▶ [Your objective]: All lines after the one containing "return Err(FilenameError::Empty);" are needed, along with that line itself. Please repeat them exactly through the end of the entries.

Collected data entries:
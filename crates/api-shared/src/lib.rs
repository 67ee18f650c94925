//! # API Shared
//!
//! Shared definitions for the file store APIs.
//!
//! Contains:
//! - Request/response bodies (`models` module), serialisable and documented for OpenAPI
//! - The storage `HealthService`
//!
//! Used by `api-rest` and the `filestore` CLI.

pub mod health;
pub mod models;

pub use health::HealthService;
pub use models::*;
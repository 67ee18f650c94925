use std::sync::Arc;
use tracing_subscriber::{layer::SubscriberExt, util::SubscriberInitExt};

use api_rest::{router, AppState};
use filestore_core::CoreConfig;

/// Main entry point for the file store server
///
/// Resolves configuration once from the environment (and an optional `.env` file), then
/// serves the REST API until the process is stopped.
///
/// # Environment Variables
/// - `FILESTORE_ADDR`: REST server address (default: "0.0.0.0:8000")
/// - `FILES_STORAGE_PATH`: Storage root directory (default: "/app/files")
/// - `POD_NAME`, `NODE_NAME`: Deployment identifiers reported by `/health/` (default: "unknown")
/// - `RUST_LOG`: Tracing filter, added to the default `filestore=info` directives
///
/// # Errors
/// Returns an error if:
/// - the tracing filter directive cannot be parsed,
/// - the configuration is invalid,
/// - the server address cannot be bound, or
/// - the HTTP server fails while running.
#[tokio::main]
async fn main() -> anyhow::Result<()> {
    dotenvy::dotenv().ok();

    tracing_subscriber::registry()
        .with(
            tracing_subscriber::EnvFilter::from_default_env()
                .add_directive("filestore=info".parse()?)
                .add_directive("api_rest=info".parse()?)
                .add_directive("api_shared=info".parse()?)
                .add_directive("tower_http=info".parse()?),
        )
        .with(tracing_subscriber::fmt::layer())
        .init();

    let addr = std::env::var("FILESTORE_ADDR").unwrap_or_else(|_| "0.0.0.0:8000".into());

    let cfg = Arc::new(CoreConfig::from_env_values(
        std::env::var("FILES_STORAGE_PATH").ok(),
        std::env::var("POD_NAME").ok(),
        std::env::var("NODE_NAME").ok(),
    )?);

    tracing::info!("++ Starting file store REST on {}", addr);
    tracing::info!(
        "++ Storage root {} (pod {}, node {})",
        cfg.storage_dir().display(),
        cfg.pod_name(),
        cfg.node_name()
    );

    let app = router(AppState::new(cfg));

    let listener = tokio::net::TcpListener::bind(&addr).await?;
    axum::serve(listener, app).await?;

    Ok(())
}
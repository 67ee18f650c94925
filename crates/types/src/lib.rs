//! Validated value types shared across the file store crates.

/// Errors that can occur when validating a caller-supplied filename.
#[derive(Debug, Clone, PartialEq, Eq, thiserror::Error)]
pub enum FilenameError {
    /// The final path segment was empty
    #[error("filename is empty")]
    Empty,
    /// The final path segment begins with `.` (hidden file or `..`)
    #[error("filename must not begin with '.'")]
    Hidden,
    /// The input carried directory components
    #[error("filename must not contain path separators")]
    PathSeparator,
    /// The input contained a NUL byte
    #[error("filename must not contain NUL bytes")]
    Nul,
}

const SEPARATORS: [char; 2] = ['/', '\\'];

/// A single path segment that is safe to join onto a storage root.
///
/// Construction strips everything up to the last separator, then rejects the result if it is
/// empty, begins with `.`, or if the raw input carried any directory component at all.
/// A `Filename` therefore never contains `/`, `\` or NUL and never starts with `.`.
#[derive(Debug, Clone, PartialEq, Eq, Hash, PartialOrd, Ord)]
pub struct Filename(String);

impl Filename {
    /// Sanitises a raw, caller-supplied name.
    ///
    /// # Errors
    ///
    /// Returns a [`FilenameError`] describing why the name was rejected.
    pub fn sanitize(raw: impl AsRef<str>) -> Result<Self, FilenameError> {
        let raw = raw.as_ref();
        let base = basename(raw);

        if base.is_empty() {
            return Err(FilenameError::Empty);
        }
        if base.starts_with('.') {
            return Err(FilenameError::Hidden);
        }
        if base.len() != raw.len() {
            return Err(FilenameError::PathSeparator);
        }
        if base.contains('\0') {
            return Err(FilenameError::Nul);
        }

        Ok(Self(base.to_owned()))
    }

    /// Returns the inner name as a string slice.
    pub fn as_str(&self) -> &str {
        &self.0
    }
}

/// Final segment after the last separator.
fn basename(raw: &str) -> &str {
    match raw.rfind(SEPARATORS) {
        Some(idx) => &raw[idx + 1..],
        None => raw,
    }
}

impl std::fmt::Display for Filename {
    fn fmt(&self, f: &mut std::fmt::Formatter<'_>) -> std::fmt::Result {
        write!(f, "{}", self.0)
    }
}

impl AsRef<str> for Filename {
    fn as_ref(&self) -> &str {
        &self.0
    }
}

impl AsRef<std::path::Path> for Filename {
    fn as_ref(&self) -> &std::path::Path {
        std::path::Path::new(&self.0)
    }
}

▶ [Your solution]:
            return Err(FilenameError::Empty);
        }
        if base.starts_with('.') {
            return Err(FilenameError::Hidden);
        }
        if base.len() != raw.len() {
            return Err(FilenameError::PathSeparator);
        }
        if base.contains('\0') {
            return Err(FilenameError::Nul);
        }

        Ok(Self(base.to_owned()))
    }

    /// Returns the inner name as a string slice.
    pub fn as_str(&self) -> &str {
        &self.0
    }
}

/// Final segment after the last separator.
fn basename(raw: &str) -> &str {
    match raw.rfind(SEPARATORS) {
        Some(idx) => &raw[idx + 1..],
        None => raw,
    }
}

impl std::fmt::Display for Filename {
    fn fmt(&self, f: &mut std::fmt::Formatter<'_>) -> std::fmt::Result {
        write!(f, "{}", self.0)
    }
}

impl AsRef<str> for Filename {
    fn as_ref(&self) -> &str {
        &self.0
    }
}

impl AsRef<std::path::Path> for Filename {
    fn as_ref(&self) -> &std::path::Path {
        std::path::Path::new(&self.0)
    }
}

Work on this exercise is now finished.